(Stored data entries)
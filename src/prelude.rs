//! # heapscope Prelude
//!
//! This module provides a convenient prelude for the most commonly used types and
//! traits from the heapscope library. Import this module to get quick access to the
//! essential types for heap inspection.

// ================================================================================================
// Core Types and Error Handling
// ================================================================================================

/// The main error type for all heapscope operations
pub use crate::Error;

/// The result type used throughout heapscope
pub use crate::Result;

// ================================================================================================
// Main Entry Points
// ================================================================================================

/// The decoding and traversal engine
pub use crate::model::HeapInspector;

/// A frozen, self-contained heap observation
pub use crate::model::HeapSnapshot;

// ================================================================================================
// Heap Model
// ================================================================================================

/// Decoded allocator structures and chunk headers
pub use crate::model::{ArenaState, ChunkFlags, ChunkHeader, TcacheState};

/// Snapshot comparison and integrity auditing
pub use crate::model::{audit, diff, ChangeSet, ChunkChange, Finding};

// ================================================================================================
// Process Access
// ================================================================================================

/// The address-space seam and the live-process implementation
pub use crate::process::{AddressSpace, Process};

/// Region classification and per-category intervals
pub use crate::process::{MemoryRegion, ProcessBases, ProcessRanges, RegionKind};

// ================================================================================================
// Target Profiling
// ================================================================================================

/// Resolved allocator parameters and their building blocks
pub use crate::profile::{AllocatorProfile, Arch, ArenaOracle, LibcVersion};
//! End-to-end traversal tests against a synthetic in-memory target.
//!
//! The fake address space below plays the role a live process normally does: a libc
//! segment holding a crafted `main_arena` and a `[heap]` segment holding crafted
//! chunks. Everything the engine decodes here goes through the same code paths a
//! `/proc`-backed inspection uses.

use heapscope::{
    layout::glibc,
    model::{audit, diff, HeapInspector},
    prelude::*,
    profile::{AllocatorProfile, Arch, LibcVersion},
};

const LIBC_BASE: u64 = 0x7f00_0000_0000;
const ARENA_OFFSET: u64 = 0x1000;
const HEAP_BASE: u64 = 0x60_2000;
const HEAP_END: u64 = 0x62_3000;

struct FakeSpace {
    regions: Vec<MemoryRegion>,
    segments: Vec<(u64, Vec<u8>)>,
}

impl AddressSpace for FakeSpace {
    fn read(&self, addr: u64, len: usize) -> Vec<u8> {
        for (start, bytes) in &self.segments {
            let end = start + bytes.len() as u64;
            if addr >= *start && addr < end {
                let offset = (addr - start) as usize;
                let take = len.min(bytes.len() - offset);
                return bytes[offset..offset + take].to_vec();
            }
        }
        Vec::new()
    }

    fn regions(&self) -> Result<Vec<MemoryRegion>> {
        Ok(self.regions.clone())
    }

    fn exe(&self) -> String {
        "/usr/bin/target".to_string()
    }
}

fn put_word(bytes: &mut [u8], offset: u64, value: u64) {
    let offset = offset as usize;
    bytes[offset..offset + 8].copy_from_slice(&value.to_le_bytes());
}

fn profile() -> AllocatorProfile {
    AllocatorProfile {
        arch: Arch::Bits64,
        version: Some(LibcVersion::new(2, 27)),
        tcache_enabled: true,
        main_arena_offset: ARENA_OFFSET,
    }
}

struct Target {
    libc: Vec<u8>,
    heap: Vec<u8>,
}

impl Target {
    /// A fresh 2.27-style target: tcache chunk first, then an exhausting top chunk.
    fn new() -> Self {
        let schema = glibc::arena_schema(Some(LibcVersion::new(2, 27)), Arch::Bits64);
        let mut libc = vec![0u8; (ARENA_OFFSET as usize) + schema.size_of()];
        let mut heap = vec![0u8; (HEAP_END - HEAP_BASE) as usize];

        // the tcache lives in the heap's first chunk, 0x240 bytes of payload
        put_word(&mut heap, 0x8, 0x251);
        // top chunk fills the rest of the region
        let top = HEAP_BASE + 0x250;
        put_word(&mut heap, 0x258, (HEAP_END - top) | 1);

        let top_off = schema.offset_of("top", 0).unwrap() as u64;
        put_word(&mut libc, ARENA_OFFSET + top_off, top);

        // empty bins point at their own sentinels, as malloc_init_state leaves them
        let bins_off = schema.offset_of("bins", 0).unwrap() as u64;
        for index in 0..glibc::BIN_COUNT as u64 {
            let sentinel = LIBC_BASE + ARENA_OFFSET + bins_off + 2 * index * 8 - 0x10;
            put_word(&mut libc, ARENA_OFFSET + bins_off + 2 * index * 8, sentinel);
            put_word(&mut libc, ARENA_OFFSET + bins_off + (2 * index + 1) * 8, sentinel);
        }

        Target { libc, heap }
    }

    fn arena_addr(&self) -> u64 {
        LIBC_BASE + ARENA_OFFSET
    }

    fn bins_offset(&self) -> u64 {
        let schema = glibc::arena_schema(Some(LibcVersion::new(2, 27)), Arch::Bits64);
        schema.offset_of("bins", 0).unwrap() as u64
    }

    fn fastbins_offset(&self, class: usize) -> u64 {
        let schema = glibc::arena_schema(Some(LibcVersion::new(2, 27)), Arch::Bits64);
        schema.offset_of("fastbinsY", class).unwrap() as u64
    }

    /// Sentinel address of doubly-linked bin `index`, as the allocator lays it out.
    fn sentinel(&self, index: u64) -> u64 {
        self.arena_addr() + self.bins_offset() + 2 * index * 8 - 0x10
    }

    /// Carve a free chunk into the heap and link it onto the unsorted bin alone.
    fn free_on_unsorted(&mut self, heap_offset: u64, size: u64) {
        let addr = HEAP_BASE + heap_offset;
        let sentinel = self.sentinel(0);
        let bins = self.bins_offset();
        put_word(&mut self.heap, heap_offset + 0x8, size);
        put_word(&mut self.heap, heap_offset + 0x10, sentinel); // fd
        put_word(&mut self.heap, heap_offset + 0x18, sentinel); // bk
        put_word(&mut self.libc, ARENA_OFFSET + bins, addr);
        put_word(&mut self.libc, ARENA_OFFSET + bins + 8, addr);
    }

    fn space(self) -> FakeSpace {
        FakeSpace {
            regions: vec![
                MemoryRegion {
                    start: 0x40_0000,
                    end: 0x40_b000,
                    perms: "r-xp".to_string(),
                    name: "/usr/bin/target".to_string(),
                },
                MemoryRegion {
                    start: HEAP_BASE,
                    end: HEAP_END,
                    perms: "rw-p".to_string(),
                    name: "[heap]".to_string(),
                },
                MemoryRegion {
                    start: LIBC_BASE,
                    end: LIBC_BASE + self.libc.len() as u64,
                    perms: "r-xp".to_string(),
                    name: "/lib/x86_64-linux-gnu/libc-2.27.so".to_string(),
                },
            ],
            segments: vec![(HEAP_BASE, self.heap), (LIBC_BASE, self.libc)],
        }
    }
}

#[test]
fn linear_walk_sees_every_chunk_up_to_the_top() {
    let mut target = Target::new();
    // split the top: a 0x30 free chunk, then the new top
    target.free_on_unsorted(0x250, 0x31);
    let top = HEAP_BASE + 0x280;
    put_word(&mut target.heap, 0x288, (HEAP_END - top) | 1);
    put_word(
        &mut target.libc,
        ARENA_OFFSET
            + glibc::arena_schema(Some(LibcVersion::new(2, 27)), Arch::Bits64)
                .offset_of("top", 0)
                .unwrap() as u64,
        top,
    );

    let inspector = HeapInspector::with_space(target.space(), profile());
    let chunks = inspector.heap_chunks().unwrap();
    assert_eq!(chunks.len(), 3);
    assert_eq!(chunks[0].addr, HEAP_BASE);
    assert_eq!(chunks[0].usable_size(), 0x250);
    assert_eq!(chunks[1].addr, HEAP_BASE + 0x250);
    assert_eq!(chunks[1].usable_size(), 0x30);
    assert_eq!(chunks[2].addr, top);
    assert_eq!(chunks[2].addr + chunks[2].usable_size(), HEAP_END);
}

#[test]
fn unsorted_bin_traversal_finds_the_freed_chunk() {
    let mut target = Target::new();
    target.free_on_unsorted(0x250, 0x31);
    let top = HEAP_BASE + 0x280;
    put_word(&mut target.heap, 0x288, (HEAP_END - top) | 1);
    let sentinel = target.sentinel(0);

    let inspector = HeapInspector::with_space(target.space(), profile());
    let unsorted = inspector.unsorted_bins().unwrap();
    assert_eq!(unsorted.len(), 1);
    assert_eq!(unsorted[0].addr, HEAP_BASE + 0x250);
    assert_eq!(unsorted[0].fd, sentinel);
    assert_eq!(unsorted[0].bk, sentinel);
}

#[test]
fn empty_bins_stay_absent() {
    let inspector = HeapInspector::with_space(Target::new().space(), profile());
    assert!(inspector.fastbins().unwrap().is_empty());
    assert!(inspector.small_bins().unwrap().is_empty());
    assert!(inspector.large_bins().unwrap().is_empty());
    assert!(inspector.unsorted_bins().unwrap().is_empty());
    assert!(inspector.tcache_chunks().unwrap().is_empty());
}

#[test]
fn fastbin_cycle_terminates() {
    let mut target = Target::new();
    let a = HEAP_BASE + 0x400;
    let b = HEAP_BASE + 0x500;
    put_word(&mut target.heap, 0x408, 0x21);
    put_word(&mut target.heap, 0x410, b); // a.fd -> b
    put_word(&mut target.heap, 0x508, 0x21);
    put_word(&mut target.heap, 0x510, a); // b.fd -> a, closing the loop
    let fb_off = target.fastbins_offset(0);
    put_word(&mut target.libc, ARENA_OFFSET + fb_off, a);

    let inspector = HeapInspector::with_space(target.space(), profile());
    let fastbins = inspector.fastbins().unwrap();
    let list = &fastbins[&0];
    // each address is visited exactly once, the loop never records a duplicate
    assert_eq!(list.len(), 2);
    assert_eq!(list[0].addr, a);
    assert_eq!(list[1].addr, b);
}

#[test]
fn bin_bk_cycle_terminates() {
    let mut target = Target::new();
    let a = HEAP_BASE + 0x400;
    let b = HEAP_BASE + 0x500;
    put_word(&mut target.heap, 0x408, 0x91);
    put_word(&mut target.heap, 0x418, b); // a.bk -> b
    put_word(&mut target.heap, 0x508, 0x91);
    put_word(&mut target.heap, 0x518, a); // b.bk -> a, never returning to the head
    let bins = target.bins_offset();
    put_word(&mut target.libc, ARENA_OFFSET + bins + 8, a);

    let inspector = HeapInspector::with_space(target.space(), profile());
    let unsorted = inspector.unsorted_bins().unwrap();
    assert_eq!(unsorted.len(), 2);
    assert_eq!(unsorted[0].addr, a);
    assert_eq!(unsorted[1].addr, b);
}

#[test]
fn tcache_base_probe_skips_the_leading_pad() {
    let mut target = Target::new();
    // zero probe word: the tcache starts four words into the heap
    put_word(&mut target.heap, 0x8, 0);
    let tcache_base = HEAP_BASE + 0x20;
    let chunk = HEAP_BASE + 0x400;
    put_word(&mut target.heap, 0x408, 0x21);
    target.heap[(tcache_base - HEAP_BASE) as usize] = 1; // counts[0]
    let schema = glibc::tcache_schema(Arch::Bits64);
    let entries_off = schema.offset_of("entries", 0).unwrap() as u64;
    put_word(
        &mut target.heap,
        tcache_base - HEAP_BASE + entries_off,
        chunk + 0x10, // entry points at user data
    );

    let inspector = HeapInspector::with_space(target.space(), profile());
    let tcache = inspector.tcache().unwrap().unwrap();
    assert_eq!(tcache.addr, tcache_base);
    assert_eq!(tcache.counts[0], 1);

    let lists = inspector.tcache_chunks().unwrap();
    assert_eq!(lists[&0].len(), 1);
    assert_eq!(lists[&0][0].addr, chunk);
    assert_eq!(lists[&0][0].usable_size(), 0x20);
}

#[test]
fn capture_freezes_identity_and_state() {
    let mut target = Target::new();
    target.free_on_unsorted(0x250, 0x31);
    let top = HEAP_BASE + 0x280;
    put_word(&mut target.heap, 0x288, (HEAP_END - top) | 1);

    let inspector = HeapInspector::with_space(target.space(), profile());
    let snapshot = inspector.capture().unwrap();
    assert_eq!(snapshot.pid, None);
    assert_eq!(snapshot.exe, "/usr/bin/target");
    assert_eq!(
        snapshot.libc_path.as_deref(),
        Some("/lib/x86_64-linux-gnu/libc-2.27.so")
    );
    assert_eq!(snapshot.arch, Arch::Bits64);
    assert_eq!(snapshot.version, Some(LibcVersion::new(2, 27)));
    assert_eq!(snapshot.libc_base, LIBC_BASE);
    assert_eq!(snapshot.heap_base, HEAP_BASE);
    assert_eq!(snapshot.heap_chunks.len(), 3);
    assert_eq!(snapshot.unsorted_bins.len(), 1);
    assert!(snapshot.tcache.is_some());
    assert_eq!(snapshot.top_chunk().unwrap().addr, top);
}

#[test]
fn diffing_a_snapshot_with_itself_is_empty() {
    let mut target = Target::new();
    target.free_on_unsorted(0x250, 0x31);
    let top = HEAP_BASE + 0x280;
    put_word(&mut target.heap, 0x288, (HEAP_END - top) | 1);

    let inspector = HeapInspector::with_space(target.space(), profile());
    let first = inspector.capture().unwrap();
    let second = inspector.capture().unwrap();
    assert_eq!(first, second);
    assert!(diff(&first, &second).is_empty());
}

#[test]
fn audit_passes_on_a_consistent_heap() {
    let mut target = Target::new();
    target.free_on_unsorted(0x250, 0x31);
    let top = HEAP_BASE + 0x280;
    put_word(&mut target.heap, 0x288, (HEAP_END - top) | 1);

    let inspector = HeapInspector::with_space(target.space(), profile());
    let snapshot = inspector.capture().unwrap();
    assert_eq!(audit(&snapshot), Vec::new());
}

#[test]
fn audit_flags_a_hijacked_fastbin_link() {
    let mut target = Target::new();
    let a = HEAP_BASE + 0x400;
    put_word(&mut target.heap, 0x408, 0x21);
    // fd points outside the heap, the classic fastbin-dup target
    put_word(&mut target.heap, 0x410, LIBC_BASE + 0x500);
    let fb_off = target.fastbins_offset(0);
    put_word(&mut target.libc, ARENA_OFFSET + fb_off, a);

    let inspector = HeapInspector::with_space(target.space(), profile());
    let snapshot = inspector.capture().unwrap();
    let findings = audit(&snapshot);
    assert!(findings
        .iter()
        .any(|f| matches!(f, Finding::FastbinOutsideHeap { class: 0, .. })));
}

#[test]
fn heap_unmapped_before_first_allocation() {
    let target = Target::new();
    let mut space = target.space();
    space.regions.retain(|r| r.name != "[heap]");
    space.segments.remove(0);

    let inspector = HeapInspector::with_space(space, profile());
    assert!(matches!(inspector.heap_chunks(), Err(Error::HeapUnmapped)));
    assert!(matches!(inspector.tcache(), Err(Error::HeapUnmapped)));
}
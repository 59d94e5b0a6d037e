use crate::{layout::StructView, Result};

/// A decoded `malloc_state` (the main arena) at one instant.
///
/// Plain values only; nothing here keeps the source buffer or the target alive, so an
/// `ArenaState` can be frozen into a snapshot as-is. Field names follow the glibc
/// source.
#[derive(Debug, Clone, PartialEq, Eq)]
pub struct ArenaState {
    /// Address of `main_arena` in the target
    pub addr: u64,
    /// Address of `bins[0]`, kept so bin sentinel addresses can be reconstructed
    /// (`sentinel(i) = bins_addr + 2*i*word - 2*word`)
    pub bins_addr: u64,
    /// The arena serialization lock word
    pub mutex: u64,
    /// Arena flags
    pub flags: u64,
    /// `have_fastchunks`, present only on 2.27+ layouts
    pub have_fastchunks: Option<u64>,
    /// Fastbin head pointers (10 or 11 slots depending on the layout variant)
    pub fastbin_heads: Vec<u64>,
    /// The top (wilderness) chunk
    pub top: u64,
    /// Remainder of the most recent small-request split
    pub last_remainder: u64,
    /// The 254 bin list-head slots (127 doubly-linked bins)
    pub bins: Vec<u64>,
    /// Bitmap of bins known to be non-empty
    pub binmap: Vec<u64>,
    /// Next arena in the circular arena list
    pub next: u64,
    /// Next free arena
    pub next_free: u64,
    /// Threads attached to this arena
    pub attached_threads: u64,
    /// Memory obtained from the system for this arena
    pub system_mem: u64,
    /// High-water mark of `system_mem`
    pub max_system_mem: u64,
}

impl ArenaState {
    /// Decode an arena from a bound `malloc_state` view.
    ///
    /// # Errors
    /// Returns [`crate::Error::UnknownField`] only if `view` was bound through a
    /// schema that is not a `malloc_state` variant.
    pub fn from_view(view: &StructView<'_>) -> Result<Self> {
        let have_fastchunks = match view.get_word("have_fastchunks") {
            Ok(value) => Some(value),
            Err(_) => None, // pre-2.27 layouts do not carry the field
        };
        Ok(ArenaState {
            addr: view.base(),
            bins_addr: view.address_of("bins", 0)?,
            mutex: view.get_word("mutex")?,
            flags: view.get_word("flags")?,
            have_fastchunks,
            fastbin_heads: view.get_words("fastbinsY")?,
            top: view.get_word("top")?,
            last_remainder: view.get_word("last_remainder")?,
            bins: view.get_words("bins")?,
            binmap: view.get_words("binmap")?,
            next: view.get_word("next")?,
            next_free: view.get_word("next_free")?,
            attached_threads: view.get_word("attached_threads")?,
            system_mem: view.get_word("system_mem")?,
            max_system_mem: view.get_word("max_system_mem")?,
        })
    }

    /// Address of the sentinel "chunk" embedded in the arena for bin `index`.
    ///
    /// The sentinel sits two words before `bins[2*index]`, so its `fd`/`bk` slots
    /// alias the two bin head pointers.
    #[must_use]
    pub fn bin_sentinel(&self, index: usize, word: u64) -> u64 {
        self.bins_addr + 2 * index as u64 * word - 2 * word
    }
}

/// A decoded `tcache_perthread_struct` at one instant.
#[derive(Debug, Clone, PartialEq, Eq)]
pub struct TcacheState {
    /// Address of the structure in the target (inside the heap)
    pub addr: u64,
    /// Per-class entry counts, one byte per size class
    pub counts: Vec<u8>,
    /// Per-class head pointers, referencing the *user data* of the most recently
    /// freed chunk of that class (`chunk address + 2*word`)
    pub entries: Vec<u64>,
}

impl TcacheState {
    /// Decode a tcache from a bound `tcache_perthread_struct` view.
    ///
    /// # Errors
    /// Returns [`crate::Error::UnknownField`] only if `view` was bound through the
    /// wrong schema.
    pub fn from_view(view: &StructView<'_>) -> Result<Self> {
        Ok(TcacheState {
            addr: view.base(),
            counts: view.get_bytes("counts")?,
            entries: view.get_words("entries")?,
        })
    }
}

#[cfg(test)]
mod tests {
    use super::*;
    use crate::{
        layout::glibc::{arena_schema, tcache_schema},
        profile::{Arch, LibcVersion},
    };

    #[test]
    fn arena_decode_new_layout() {
        let schema = arena_schema(Some(LibcVersion::new(2, 27)), Arch::Bits64);
        let mut bytes = vec![0u8; schema.size_of()];
        let top_off = schema.offset_of("top", 0).unwrap();
        bytes[top_off] = 0x60;
        bytes[top_off + 1] = 0x54;
        let arena = ArenaState::from_view(&schema.bind(&bytes, 0x7f0000)).unwrap();
        assert_eq!(arena.top, 0x5460);
        assert_eq!(arena.have_fastchunks, Some(0));
        assert_eq!(arena.fastbin_heads.len(), 10);
        assert_eq!(arena.bins.len(), 254);
    }

    #[test]
    fn arena_decode_old_layout_has_no_have_fastchunks() {
        let schema = arena_schema(Some(LibcVersion::new(2, 23)), Arch::Bits64);
        let bytes = vec![0u8; schema.size_of()];
        let arena = ArenaState::from_view(&schema.bind(&bytes, 0x7f0000)).unwrap();
        assert_eq!(arena.have_fastchunks, None);
    }

    #[test]
    fn bin_sentinel_sits_two_words_before_its_slot() {
        let schema = arena_schema(Some(LibcVersion::new(2, 27)), Arch::Bits64);
        let bytes = vec![0u8; schema.size_of()];
        let arena = ArenaState::from_view(&schema.bind(&bytes, 0x7f0000)).unwrap();
        let bins_off = schema.offset_of("bins", 0).unwrap() as u64;
        assert_eq!(arena.bin_sentinel(0, 8), 0x7f0000 + bins_off - 16);
        assert_eq!(arena.bin_sentinel(1, 8), 0x7f0000 + bins_off + 16 - 16);
    }

    #[test]
    fn tcache_decode() {
        let schema = tcache_schema(Arch::Bits64);
        let mut bytes = vec![0u8; schema.size_of()];
        bytes[0] = 2; // counts[0]
        let entry_off = schema.offset_of("entries", 0).unwrap();
        bytes[entry_off] = 0x90;
        let tcache = TcacheState::from_view(&schema.bind(&bytes, 0x5000)).unwrap();
        assert_eq!(tcache.counts[0], 2);
        assert_eq!(tcache.entries[0], 0x90);
        assert_eq!(tcache.entries.len(), 64);
    }
}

#### [Work instruction]
From the first line of the entries above to the line with "and per-category intervals", please return every line exactly, keeping both ends.

#### [Problem solution]
filename src/prelude.rs
//! # heapscope Prelude
//!
//! This module provides a convenient prelude for the most commonly used types and
//! traits from the heapscope library. Import this module to get quick access to the
//! essential types for heap inspection.

// ================================================================================================
// Core Types and Error Handling
// ================================================================================================

/// The main error type for all heapscope operations
pub use crate::Error;

/// The result type used throughout heapscope
pub use crate::Result;

// ================================================================================================
// Main Entry Points
// ================================================================================================

/// The decoding and traversal engine
pub use crate::model::HeapInspector;

/// A frozen, self-contained heap observation
pub use crate::model::HeapSnapshot;

// ================================================================================================
// Heap Model
// ================================================================================================

/// Decoded allocator structures and chunk headers
pub use crate::model::{ArenaState, ChunkFlags, ChunkHeader, TcacheState};

/// Snapshot comparison and integrity auditing
pub use crate::model::{audit, diff, ChangeSet, ChunkChange, Finding};

// ================================================================================================
// Process Access
// ================================================================================================

/// The address-space seam and the live-process implementation
pub use crate::process::{AddressSpace, Process};

/// Region classification and per-category intervals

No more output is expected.